Here's what I've got
let n be a positvie integer
suppose A has a non zero eigne value $\displaystyle \lambda$ with corresponding eigenvector $\displaystyle \vec v$
$\displaystyle A^n \vec v=A^{n-1}(\lambda \vec v) = \lambda (A^{n-1} \vec v)=...=\lambda^n \vec v$
This means that $\displaystyle A^k \vec v=\lambda^k \vec v=\vec 0$ but it could be either $\displaystyle \lambda$ or $\displaystyle \vec v$ that is zero?
• Mar 27th 2011, 07:45 PM
tonio
Quote:

Originally Posted by Jskid
Here's what I've got
let n be a positvie integer
suppose A has a non zero eigne value $\displaystyle \lambda$ with corresponding eigenvector $\displaystyle \vec v$
$\displaystyle A^n \vec v=A^{n-1}(\lambda \vec v) = \lambda (A^{n-1} \vec v)=...=\lambda^n \vec v$
This means that $\displaystyle A^k \vec v=\lambda^k \vec v=\vec 0$ but it could be either $\displaystyle \lambda$ or $\displaystyle \vec v$ that is zero?
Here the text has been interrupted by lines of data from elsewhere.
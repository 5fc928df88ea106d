//! The supplier entity consumed by the simulation.

use crate::error::SourceError;
use crate::id::SupplierId;

/// One supplier record as supplied by the external entity source.
///
/// Only the five business attributes feed the simulation; `id` and `name`
/// key the layer table and label the legend.
#[derive(Clone, Debug, PartialEq)]
pub struct Supplier {
    /// Stable identifier from the entity source.
    pub id: SupplierId,
    /// Display name.
    pub name: String,
    /// Product quality score in `[0, 100]`.
    pub quality: f64,
    /// Years in business, fractional, `>= 0`.
    pub experience_years: f64,
    /// Percentage of on-time deliveries in `[0, 100]`.
    pub reliability: f64,
    /// Unit supply cost, `> 0`.
    pub supply_cost: f64,
    /// Delivery lead time in days, `> 0`.
    pub delivery_speed_days: f64,
}

impl Supplier {
    /// Check that every attribute lies in its documented domain.
    ///
    /// The strength normalizer divides by the largest cost and delivery time
    /// in the batch, so both must be strictly positive and finite.
    pub fn validate(&self) -> Result<(), SourceError> {
        let invalid = |reason: String| SourceError::InvalidSupplier {
            id: self.id,
            reason,
        };
        if !(0.0..=100.0).contains(&self.quality) {
            return Err(invalid(format!(
                "quality must be in [0, 100], got {}",
                self.quality
            )));
        }
        if !(0.0..=100.0).contains(&self.reliability) {
            return Err(invalid(format!(
                "reliability must be in [0, 100], got {}",
                self.reliability
            )));
        }
        if !self.experience_years.is_finite() || self.experience_years < 0.0 {
            return Err(invalid(format!(
                "experience_years must be finite and >= 0, got {}",
                self.experience_years
            )));
        }
        if !self.supply_cost.is_finite() || self.supply_cost <= 0.0 {
            return Err(invalid(format!(
                "supply_cost must be finite and > 0, got {}",
                self.supply_cost
            )));
        }
        if !self.delivery_speed_days.is_finite() || self.delivery_speed_days <= 0.0 {
            return Err(invalid(format!(
                "delivery_speed_days must be finite and > 0, got {}",
                self.delivery_speed_days
            )));
        }
        Ok(())
    }
}

#[cfg(test)]
mod tests {
    use super::*;

    fn sample() -> Supplier {
        Supplier {
            id: SupplierId(1),
            name: "Northwind".into(),
            quality: 80.0,
            experience_years: 4.5,
            reliability: 92.0,
            supply_cost: 1200.0,
            delivery_speed_days: 3.0,
        }
    }

    #[test]
    fn valid_supplier_passes() {
        assert!(sample().validate().is_ok());
    }

    #[test]
    fn quality_out_of_range_rejected() {
        let mut s = sample();
        s.quality = 101.0;
        match s.validate() {
            Err(SourceError::InvalidSupplier { id, reason }) => {
                assert_eq!(id, SupplierId(1));
                assert!(reason.contains("quality"));
            }
            other => panic!("expected InvalidSupplier, got {other:?}"),
        }
    }

    #[test]
    fn zero_cost_rejected() {
        let mut s = sample();
        s.supply_cost = 0.0;
        assert!(s.validate().is_err());
    }

    #[test]
    fn nan_delivery_rejected() {
        let mut s = sample();
        s.delivery_speed_days = f64::NAN;
        assert!(s.validate().is_err());
    }

    #[test]
    fn negative_experience_rejected() {
        let mut s = sample();
        s.experience_years = -1.0;
        assert!(s.validate().is_err());
    }
}
//! Trait for components that can be advanced by clock ticks.

use crate::Ticks;

/// A component that can be advanced by clock ticks.
///
/// This is the core abstraction for cycle-accurate emulation. Every
/// component (CPU, video chip, timer chip) implements this trait.
pub trait Tickable {
    /// Advance the component by one master clock tick.
    ///
    /// Components track their own phase relative to the master clock and
    /// perform work when appropriate.
    fn tick(&mut self);

    /// Advance the component by multiple ticks.
    ///
    /// Default implementation calls `tick()` in a loop. Components may
    /// override for efficiency, but must produce identical results.
    fn tick_n(&mut self, count: Ticks) {
        for _ in 0..count.get() {
            self.tick();
        }
    }
}
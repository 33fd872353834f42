//! IEC serial bus connecting the C64 to the drive.
//!
//! Three open-collector lines: ATN, CLK, DATA. Each participant can
//! independently pull a line low; a line reads high only when nobody
//! does. This matches the hardware, where every line has a pull-up
//! resistor and any device can ground it.

/// Bus participants.
const C64: usize = 0;
const DRIVE: usize = 1;

/// The IEC serial bus with two participants.
pub struct IecBus {
    atn_pulls: [bool; 2],
    clk_pulls: [bool; 2],
    data_pulls: [bool; 2],
}

impl IecBus {
    /// All lines released (high).
    #[must_use]
    pub fn new() -> Self {
        Self {
            atn_pulls: [false; 2],
            clk_pulls: [false; 2],
            data_pulls: [false; 2],
        }
    }

    // --- C64 side ---

    pub fn set_c64_atn(&mut self, pull_low: bool) {
        self.atn_pulls[C64] = pull_low;
    }

    pub fn set_c64_clk(&mut self, pull_low: bool) {
        self.clk_pulls[C64] = pull_low;
    }

    pub fn set_c64_data(&mut self, pull_low: bool) {
        self.data_pulls[C64] = pull_low;
    }

    // --- Drive side ---

    pub fn set_drive_clk(&mut self, pull_low: bool) {
        self.clk_pulls[DRIVE] = pull_low;
    }

    pub fn set_drive_data(&mut self, pull_low: bool) {
        self.data_pulls[DRIVE] = pull_low;
    }

    // --- Line levels (true = high) ---

    #[must_use]
    pub fn atn(&self) -> bool {
        !self.atn_pulls[C64] && !self.atn_pulls[DRIVE]
    }

    #[must_use]
    pub fn clk(&self) -> bool {
        !self.clk_pulls[C64] && !self.clk_pulls[DRIVE]
    }

    #[must_use]
    pub fn data(&self) -> bool {
        !self.data_pulls[C64] && !self.data_pulls[DRIVE]
    }
}

impl Default for IecBus {
    fn default() -> Self {
        Self::new()
    }
}

#[cfg(test)]
mod tests {
    use super::*;

    #[test]
    fn lines_start_high() {
        let bus = IecBus::new();
        assert!(bus.atn() && bus.clk() && bus.data());
    }

    #[test]
    fn either_side_pulls_low() {
        let mut bus = IecBus::new();
        bus.set_c64_atn(true);
        assert!(!bus.atn());
        bus.set_drive_data(true);
        assert!(!bus.data());
        assert!(bus.clk());
    }

    #[test]
    fn line_stays_low_until_both_release() {
        let mut bus = IecBus::new();
        bus.set_c64_clk(true);
        bus.set_drive_clk(true);
        bus.set_c64_clk(false);
        assert!(!bus.clk());
        bus.set_drive_clk(false);
        assert!(bus.clk());
    }
}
Nop, since by definition an eigenvector must be different from zero.

Tonio
• Mar 27th 2011, 08:51 PM
Deveno
first off, by supposition you say that λ is non-zero. eigenvectors are by definition non-zero. so you have on the one hand A^n(v) = λ^nv where neither is 0, so A^n(v) is non-zero.

on the other hand A^n(v) = 0v = 0, since A is nilpotent. how can a 0-vector be equal to a non-zero vector? it can't. therefore, λ can't be non-zero (that was our ONLY assumption).
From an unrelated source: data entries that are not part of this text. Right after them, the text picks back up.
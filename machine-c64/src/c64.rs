//! Top-level C64 system: scheduler, run loop, and machine lifecycle.
//!
//! The master clock ticks at the CPU rate (985,248 Hz PAL). Within one
//! cycle the order is fixed: VIC first (it may steal the bus), then both
//! CIAs, then the CPU, then the drive catches up to the wall-clock time
//! of the cycle. One frame is the model's lines × cycles.
//!
//! The run loop polls a flag mask at the end of every cycle; any set
//! flag suspends execution at the next clean instruction boundary. The
//! machine lifecycle is an explicit state machine {Off, Paused, Running,
//! Halted}; transitions happen only at instruction boundaries.

#![allow(clippy::cast_possible_truncation)]

use bitflags::bitflags;
use crossbeam_channel::Receiver;
use drive_1541::{Disk, Drive1541};
use emu_core::{Bus, ExecResult, MasterClock, Observable, StopReason, Tickable, Value};
use mos_6510::{IrqSource, Mos6510, NmiSource, Status};

use crate::bus::C64Bus;
use crate::cartridge::Cartridge;
use crate::config::{C64Config, ConfigError};
use crate::messages::{Message, MessageQueue};
use crate::prg;
use crate::snapshot::{Reader, SnapshotError, Writer};

bitflags! {
    /// Run-loop control flags, polled at the end of each cycle.
    #[derive(Debug, Clone, Copy, PartialEq, Eq)]
    pub struct RunLoopFlags: u8 {
        const STOP = 0x01;
        const CPU_JAMMED = 0x02;
        const INSPECT = 0x04;
        const BREAKPOINT = 0x08;
        const WATCHPOINT = 0x10;
        const AUTO_SNAPSHOT = 0x20;
        const USER_SNAPSHOT = 0x40;
    }
}

/// Machine lifecycle state.
#[derive(Debug, Clone, Copy, PartialEq, Eq)]
pub enum MachineState {
    Off,
    Paused,
    Running,
    Halted,
}

/// The Commodore 64.
pub struct C64 {
    cpu: Mos6510,
    pub bus: C64Bus,
    pub drive: Drive1541,

    state: MachineState,
    run_flags: RunLoopFlags,
    /// UI suspension nesting depth.
    suspend_depth: u32,
    warp: bool,

    /// Duration of one CPU cycle in tenths of a nanosecond.
    cycle_duration: u64,

    messages: MessageQueue,
    /// Drive status mirrors, to post change messages from the frame hook.
    drive_led_seen: bool,
    drive_motor_seen: bool,
    disk_modified_seen: bool,
}
//! Cycle-accurate Commodore 64 core.
//!
//! The machine couples a 6510 CPU, the VIC-II video chip, two CIA timer
//! chips, 64 KiB RAM with PLA banking, a SID register sink, and a 1541
//! drive with its own CPU and bit-level media. Everything advances in
//! lock-step at the CPU clock; the drive runs on its own 16 MHz-derived
//! schedule, interleaved by timestamp.
//!
//! ```no_run
//! use machine_c64::{C64, C64Config};
//!
//! # fn roms() -> (Vec<u8>, Vec<u8>, Vec<u8>, Vec<u8>) { unimplemented!() }
//! let (kernal, basic, chargen, dos) = roms();
//! let mut c64 = C64::new(&C64Config::pal(kernal, basic, chargen, dos)).unwrap();
//! c64.power_on();
//! c64.run();
//! loop {
//!     if c64.run_frame().is_some() {
//!         break; // Stopped at an instruction boundary
//!     }
//! }
//! ```

pub mod bus;
pub mod c64;
pub mod cartridge;
pub mod cia;
pub mod config;
pub mod keyboard;
pub mod mem;
pub mod messages;
pub mod palette;
pub mod port;
pub mod prg;
pub mod sid;
pub mod snapshot;
pub mod tod;
pub mod vic;

pub use bus::C64Bus;
pub use c64::{MachineState, RunLoopFlags, C64};
pub use cartridge::{Cartridge, CartridgeKind, CrtError};
pub use cia::Cia;
pub use config::{C64Config, CiaModel, ConfigError, GlueLogic, VicModel};
pub use keyboard::{ControlPort, KeyboardMatrix};
pub use mem::{C64Memory, MemSource};
pub use messages::{Message, MessageQueue};
pub use palette::{PaletteKind, PaletteSettings};
pub use port::ProcessorPort;
pub use sid::SidSink;
pub use snapshot::SnapshotError;
pub use tod::Tod;
pub use vic::Vic;

// Re-exports so hosts can drive the machine without naming the
// underlying crates.
pub use drive_1541::{disk_from_g64, disk_to_g64, Disk, Drive1541, D64};
pub use emu_core::{Bus, ExecResult, Observable, StopReason, Tickable, Value};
@Fernando: i see that the mimimal polynomial of A has to be of the form x^s (because the only divisors of x^k are of that form), but how do you conclude that the characteristic polynomial has no other roots? unless what you're actually saying is that the minimal polynomial of A actually has to be x^k (which i think it does since A^s , s < k, should not be 0, by the definition of the order k of A). if so, then we can take any polynomial p(A) that A satisfies (including the characteristic polynomial), and knock off the powers of A greater than k to get a polynomial of degree at most k-1 that A also satisfies, and since x^k is minimal, the left-over part must be 0. but then i feel i'm missing something, why can't the characteristic polynomial be of the form: (x^k)^mq(x)? unless you're making a tacit appeal to the fact that q(x) has to split in some extension of the base field (the original poster doesn't indicate what the entries of A actually are, presumably real or complex numbers, but maybe not), so that considered as a matrix in Mn(E) (instead of Mn(F)) q(x) has roots in E, and thus A has eigenvalues in E corresponding to these roots), contradicting the minimality of x^k for A. if so, it seems the long way around. tell me what i'm missing....
• Mar 27th 2011, 09:08 PM
Jskid
Quote:

Originally Posted by Deveno
hint #2: write A^n(v) in two ways, and derive a contradiction.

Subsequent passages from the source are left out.